Tiered Kitchens
In addition to the café and guest rooms, the renovation of the space also called for extensive reinvention within the kitchen operations—essentially replacing the standard one-kitchen model with three working kitchens: a production kitchen, a service kitchen, and—providing a conduit between these two spaces—an area dedicated to pastry and cold service.
“What we did was try to create some efficiencies with the way that the restaurant kitchen and the café kitchen operate,” Roberts notes. “I was inspired by my time at Gramercy Tavern in New York City in terms of how they use the space to operate the tavern-area kitchen as well as the dining room, so our kitchens have some efficiencies with a shared pastry station, a garde manger, and cold stations that can all work together a bit.”

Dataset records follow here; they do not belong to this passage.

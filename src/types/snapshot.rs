use serde::{Deserialize, Serialize};

use crate::filter::Searchable;

// ---------------------------------------------------------------------------
// Settings snapshot: the data the settings surface is rendered from
// ---------------------------------------------------------------------------

/// An executable known to the tracker and its classification.
#[derive(Debug, Clone, PartialEq, Eq, Serialize, Deserialize)]
pub struct AppEntry {
    pub name: String,
    pub is_game: bool,
    /// Set when the classification came from the user rather than the classifier.
    #[serde(default)]
    pub user_marked: bool,
}

impl Searchable for AppEntry {
    fn search_key(&self) -> &str {
        &self.name
    }
}

/// A per-application daily time limit, in minutes.
#[derive(Debug, Clone, PartialEq, Eq, Serialize, Deserialize)]
pub struct TimeLimitEntry {
    pub exe_name: String,
    pub max_time: u32,
    #[serde(default)]
    pub notify_limit: Option<u32>,
}

impl Searchable for TimeLimitEntry {
    fn search_key(&self) -> &str {
        &self.exe_name
    }
}

#[derive(Debug, Clone, Default, PartialEq, Eq, Serialize, Deserialize)]
pub struct SettingsSnapshot {
    #[serde(default)]
    pub apps: Vec<AppEntry>,
    #[serde(default)]
    pub time_limit_settings: Vec<TimeLimitEntry>,
    #[serde(default)]
    pub global_timing_limit: u32,
}

impl SettingsSnapshot {
    /// Games first, then case-insensitive name order.
    pub fn sort_apps(&mut self) {
        self.apps
            .sort_by_cached_key(|app| (!app.is_game, app.name.to_lowercase()));
    }
}

#[cfg(test)]
mod tests {
    use super::*;

    fn app(name: &str, is_game: bool) -> AppEntry {
        AppEntry {
            name: name.to_owned(),
            is_game,
            user_marked: false,
        }
    }

    #[test]
    fn games_sort_before_other_apps() {
        let mut snapshot = SettingsSnapshot {
            apps: vec![
                app("zoom.exe", false),
                app("Witcher3.exe", true),
                app("Code.exe", false),
                app("celeste.exe", true),
            ],
            ..SettingsSnapshot::default()
        };
        snapshot.sort_apps();
        let names: Vec<&str> = snapshot.apps.iter().map(|a| a.name.as_str()).collect();
        assert_eq!(
            names,
            vec!["celeste.exe", "Witcher3.exe", "Code.exe", "zoom.exe"]
        );
    }

    #[test]
    fn snapshot_parses_backend_shape() {
        let json = r#"{
            "apps": [{"name": "steam.exe", "is_game": true, "user_marked": false}],
            "time_limit_settings": [{"exe_name": "steam.exe", "max_time": 60, "notify_limit": null}],
            "global_timing_limit": 120
        }"#;
        let snapshot: SettingsSnapshot = serde_json::from_str(json).unwrap();
        assert_eq!(snapshot.apps.len(), 1);
        assert_eq!(snapshot.time_limit_settings[0].max_time, 60);
        assert_eq!(snapshot.global_timing_limit, 120);
    }

    #[test]
    fn missing_fields_default() {
        let snapshot: SettingsSnapshot =
            serde_json::from_str(r#"{"apps": [{"name": "a.exe", "is_game": false}]}"#).unwrap();
        assert!(!snapshot.apps[0].user_marked);
        assert!(snapshot.time_limit_settings.is_empty());
        assert_eq!(snapshot.global_timing_limit, 0);
    }
}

For a 12,000-square-foot historic building, the footprint allocated for the kitchens is fairly generous—it’s about one-third (or 2,800 square feet) of the 8,500 square feet that comprises the lower level, which houses the restaurant, café, and foodservice areas. The hotel guest rooms are on the 3,500-square-foot upper level.
Describing the different kitchen areas, Roberts says the production kitchen in back is where all deliveries come through, where the food storage is housed, where the butchery work is done, and where the pastry and baking production as well as much of the prep work takes place.
“For example, if the café is serving brunch on the weekend there may be someone in the back in the production kitchen roasting vegetables or peeling potatoes and getting them ready for the service kitchen,” he explains. “Things are staged through the back: bread, pastry, cooking beans, vegetable prep, as well as some sauce making or stock making. Those kinds of things are all done in the back, and then just the finishing and the service is handled in the front kitchens.”
Housed in the production kitchen are the two walk-in coolers, a walk-in freezer, the bread and deck oven, convection ovens for prep, the area for butchery, and a dish area. Before, the restaurant had only one small walk-in, and, Roberts says, “That really limited our ability to bring in any whole animal, and it limited our ability to do any type of curing or drying.” Now, with three separate walk-ins, one can be dedicated for proteins, one for produce as well as for mise en place, and one for the pastry team to stage their croissants and cookies.
“Essentially the Restaurant Alma kitchen handles prep and service. The café kitchen is exclusively a service kitchen. It is designed to run continuously throughout the day and be supported by the production kitchen.”
The café and restaurant run different menus, but their kitchens are joined in the middle, which Roberts describes as “kind of the dividing line.” This middle area serves as the pastry station, where bakery and pastry items are plated, and houses the cold stations where first courses, salads, and charcuterie are assembled.
“There are separate hot lines and hoods for the restaurant and the café, and they are expedited separately, aside from pastry,” Chef Roberts says. Both the restaurant and café have their own chef leading the area.
Many of the kitchen processes and organization were altered with the new space, but Chef Roberts kept some of the original equipment and remained loyal to the brands he trusts most. “We used everything that we could from the previous kitchen, like the old stoves. I’m a fan of Jade heavy-duty ranges and we’ve used Jade here at the restaurant since it opened, so we reconditioned the old Jade ranges that I opened with 17 years ago and put them back in the prep kitchen. We brought in some new Jade equipment for both service kitchens. We have French tops, flat tops, open burners, a Plancha cooktop, a grill, and a fryer.”
He uses a gas-powered grill with a wood-chip smoking feature, like a smoker box, but does not have a wood-fired oven. “It’s really exciting to have some new tools to work with, like a Plancha and a deck oven,” Roberts says. “Different equipment brings textures and flavors to food. You don’t get the same type of bread from a convection oven that you do from a deck oven, so for me as a chef, the integrity of texture and flavor that is developed from using certain pieces of equipment is really exciting to have. It allows us to cook a little differently than we have in the past.”